In monocytes, macrophages, and neutrophils, the synthesis and expression of CD14 can be regulated and changed by different media, such as TNF in neutrophils- α、 G-CSF, formyl methionyl-leucyl-phenylalanine (f-MLP) and LPS can increase the expression of CD14 to about 2 times. In monocytes, the anti-inflammatory factors IL-4 and IL-13 can reduce the expression of CD14 at the transcription level in 24-48 hours. INF- α, INF- γ、 IL-2, and TGF- β It can induce the rapid down-regulation of CD14 expression, and the ligand LPS of CD14 can also change the number of CD14 molecules on monocytes. In different cell types, cultured with different endotoxin concentrations and incubation times, the expression results of the CD14 molecule were also inconsistent. After stimulation of monocytes with LPS for 30~180 min, the expression of CD14 showed a rapid up-regulation of 50%~100%; Then, after 3~6 hours, the expression of CD14 was downregulated to 50%~75%; After 1~6 days, it was significantly increased to 200%~300%. The first rapid rise of CD14 was the result of intracellular translocation of the CD14 molecular pool, and the second rise was related to protein biosynthesis and monocyte differentiation.

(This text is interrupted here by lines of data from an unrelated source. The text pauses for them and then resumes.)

use super::*;
use crate::registry::{AssetRef, Size};

// =============================================================
// Helpers
// =============================================================

fn pt(x: f64, y: f64) -> Point {
    Point::new(x, y)
}

fn add_sized(registry: &mut Registry, x: f64, y: f64, w: f64, h: f64) -> ObjectId {
    registry.add(AssetRef::new("/assets/beer.jpeg"), pt(x, y), Some(Size::new(w, h)))
}

fn hit(registry: &Registry, at: Point, selected: Option<ObjectId>) -> Option<Hit> {
    hit_test(at, registry, &Viewport::default(), selected, &EngineConfig::default())
}

// =============================================================
// ResizeAnchor
// =============================================================

#[test]
fn anchor_edges_are_consistent() {
    for a in ResizeAnchor::ALL {
        assert!(!(a.moves_left() && a.moves_right()), "{a:?}");
        assert!(!(a.moves_top() && a.moves_bottom()), "{a:?}");
        let axes = [a.moves_left() || a.moves_right(), a.moves_top() || a.moves_bottom()];
        assert_eq!(a.is_corner(), axes[0] && axes[1], "{a:?}");
    }
}

#[test]
fn anchor_points_sit_on_box() {
    let b = Bounds::new(pt(50.0, 50.0), Size::new(40.0, 20.0));
    assert_eq!(ResizeAnchor::Nw.point_on(&b), pt(30.0, 40.0));
    assert_eq!(ResizeAnchor::N.point_on(&b), pt(50.0, 40.0));
    assert_eq!(ResizeAnchor::E.point_on(&b), pt(70.0, 50.0));
    assert_eq!(ResizeAnchor::Se.point_on(&b), pt(70.0, 60.0));
    assert_eq!(ResizeAnchor::Sw.point_on(&b), pt(30.0, 60.0));
}

#[test]
fn anchor_cursors_follow_axis() {
    assert_eq!(ResizeAnchor::N.cursor(), Cursor::NsResize);
    assert_eq!(ResizeAnchor::W.cursor(), Cursor::EwResize);
    assert_eq!(ResizeAnchor::Ne.cursor(), Cursor::NeswResize);
    assert_eq!(ResizeAnchor::Se.cursor(), Cursor::NwseResize);
}

// =============================================================
// Body hits
// =============================================================

#[test]
fn empty_registry_hits_nothing() {
    assert!(hit(&Registry::new(), pt(0.0, 0.0), None).is_none());
}

#[test]
fn body_hit_is_center_anchored() {
    let mut registry = Registry::new();
    let id = add_sized(&mut registry, 100.0, 100.0, 40.0, 40.0);
    assert_eq!(hit(&registry, pt(81.0, 119.0), None), Some(Hit { object_id: id, part: HitPart::Body }));
    assert!(hit(&registry, pt(121.0, 100.0), None).is_none());
}

#[test]
fn topmost_image_wins() {
    let mut registry = Registry::new();
    add_sized(&mut registry, 0.0, 0.0, 100.0, 100.0);
    let top = add_sized(&mut registry, 10.0, 10.0, 20.0, 20.0);
    assert_eq!(hit(&registry, pt(10.0, 10.0), None).map(|h| h.object_id), Some(top));
}

#[test]
fn unloaded_image_is_not_hittable() {
    let mut registry = Registry::new();
    registry.add(AssetRef::new("/assets/slow.png"), pt(0.0, 0.0), None);
    assert!(hit(&registry, pt(0.0, 0.0), None).is_none());
}

#[test]
fn body_hit_respects_viewport_through_caller() {
    let mut registry = Registry::new();
    let id = add_sized(&mut registry, 0.0, 0.0, 10.0, 10.0);
    let viewport = Viewport { offset: pt(200.0, 200.0), scale: 4.0 };
    let canvas_pt = viewport.screen_to_canvas(pt(215.0, 190.0));
    let found = hit_test(canvas_pt, &registry, &viewport, None, &EngineConfig::default());
    assert_eq!(found.map(|h| h.object_id), Some(id));
}

// =============================================================
// Handles
// =============================================================

#[test]
fn handles_ignored_when_not_selected() {
    let mut registry = Registry::new();
    let id = add_sized(&mut registry, 50.0, 50.0, 40.0, 40.0);
    // SE corner is on the body edge, so only a body hit without selection.
    assert_eq!(hit(&registry, pt(70.0, 70.0), None).map(|h| h.part), Some(HitPart::Body));
    assert_eq!(hit(&registry, pt(70.0, 70.0), Some(id)).map(|h| h.part), Some(HitPart::ResizeHandle(ResizeAnchor::Se)));
}

#[test]
fn resize_handle_reachable_just_outside_box() {
    let mut registry = Registry::new();
    let id = add_sized(&mut registry, 50.0, 50.0, 40.0, 40.0);
    let found = hit(&registry, pt(75.0, 50.0), Some(id));
    assert_eq!(found, Some(Hit { object_id: id, part: HitPart::ResizeHandle(ResizeAnchor::E) }));
}

#[test]
fn delete_handle_sits_above_top_right_corner() {
    let mut registry = Registry::new();
    let id = add_sized(&mut registry, 50.0, 50.0, 40.0, 40.0);
    let b = registry.bounds(&id).unwrap();
    let p = delete_handle_point(&b, &Viewport::default());
    assert_eq!(p, pt(70.0, 30.0 - DELETE_OFFSET_PX));
    assert_eq!(hit(&registry, p, Some(id)).map(|h| h.part), Some(HitPart::DeleteHandle));
}

#[test]
fn handle_radius_is_constant_on_screen() {
    let mut registry = Registry::new();
    let id = add_sized(&mut registry, 0.0, 0.0, 100.0, 100.0);
    let zoomed = Viewport { offset: pt(0.0, 0.0), scale: 4.0 };
    let config = EngineConfig::default();
    // 6 screen px right of the E handle = 1.5 canvas units at scale 4.
    let near = pt(51.5, 0.0);
    let found = hit_test(near, &registry, &zoomed, Some(id), &config);
    assert_eq!(found.map(|h| h.part), Some(HitPart::ResizeHandle(ResizeAnchor::E)));
    // 12 screen px away is outside the 8 px handle.
    let far = pt(53.0, 0.0);
    assert!(hit_test(far, &registry, &zoomed, Some(id), &config).is_none());
}

#[test]
fn selected_handles_beat_images_above() {
    let mut registry = Registry::new();
    let below = add_sized(&mut registry, 0.0, 0.0, 40.0, 40.0);
    add_sized(&mut registry, 20.0, 20.0, 40.0, 40.0);
    let found = hit(&registry, pt(20.0, 20.0), Some(below));
    assert_eq!(found, Some(Hit { object_id: below, part: HitPart::ResizeHandle(ResizeAnchor::Se) }));
}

CD14 is a pattern recognition molecule of myeloid cells. In addition to LPS, some host molecules and other bacterial molecules can also bind to CD14 molecules of myeloid cells and can induce the activation of transcription factors. These molecules include phosphatidylinositides, LAM of Mycobacterium tuberculosis, acyl poly galactoside of Klebsiella pneumonia, a polychronic acid polymer of Pseudomonas, a rhamnose-galactose polymer of Streptococcus, peptidoglycan of PGN, lipocytes acid, Bacillus dermatitis, W1 surface antigen of yeast, borrelia, Treponema pallidum The outer membrane lipoproteins and lipopeptides of Bacteroides fragilis, the chitin of arthropods, the cell extracts of gram-positive bacteria, the heat shock protein 70 (hsp70) of the host, and apoptotic bodies. In addition, LAM can also stimulate undifferentiated THP-1 cells to produce NF in the presence of recombinant sCD14 or recombinant LBP- κ B translocation, cells without CD14 expression and PGN non-responsive cells can become PGN sensitive cells after transfection of the CD14 molecule.

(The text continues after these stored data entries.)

use std::str::FromStr;

use serde::{Deserialize, Serialize};

use crate::error::HashRingError;

/// A backend addressed by host and port.
#[derive(Debug, Clone, PartialEq, Eq, PartialOrd, Ord, Hash, Serialize, Deserialize)]
pub struct Machine {
    host: String,
    port: u16,
}

impl Machine {
    pub fn new(host: impl Into<String>, port: u16) -> Self {
        Self {
            host: host.into(),
            port,
        }
    }

    pub fn host(&self) -> &str {
        &self.host
    }

    pub fn port(&self) -> u16 {
        self.port
    }

    pub fn endpoint(&self) -> String {
        format!("{}:{}", self.host, self.port)
    }
}

impl std::fmt::Display for Machine {
    fn fmt(&self, f: &mut std::fmt::Formatter<'_>) -> std::fmt::Result {
        write!(f, "{}:{}", self.host, self.port)
    }
}

impl FromStr for Machine {
    type Err = HashRingError;

    fn from_str(s: &str) -> Result<Self, Self::Err> {
        let (host, port) = s
            .rsplit_once(':')
            .ok_or_else(|| HashRingError::InvalidMachine(s.to_string()))?;

        let host = host
            .strip_prefix('[')
            .and_then(|h| h.strip_suffix(']'))
            .unwrap_or(host);
        if host.is_empty() {
            return Err(HashRingError::InvalidMachine(s.to_string()));
        }

        let port = port
            .parse::<u16>()
            .map_err(|_| HashRingError::InvalidMachine(s.to_string()))?;

        Ok(Self::new(host, port))
    }
}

The above CD14 ligand molecules are highly conserved molecules with similar structural characteristics and can be recognized by the same receptors, such as CD14 molecules and TLR of myeloid cells. Although these common binding receptors are CD14, in terms of LPS and LPS-like ligands, there may be differences in other CD14 binding signal transduction molecules, such as TLR4 for LPS receptor, TLR2 for lipoprotein receptor, and TLR9 for CpG receptor in bacterial DNA.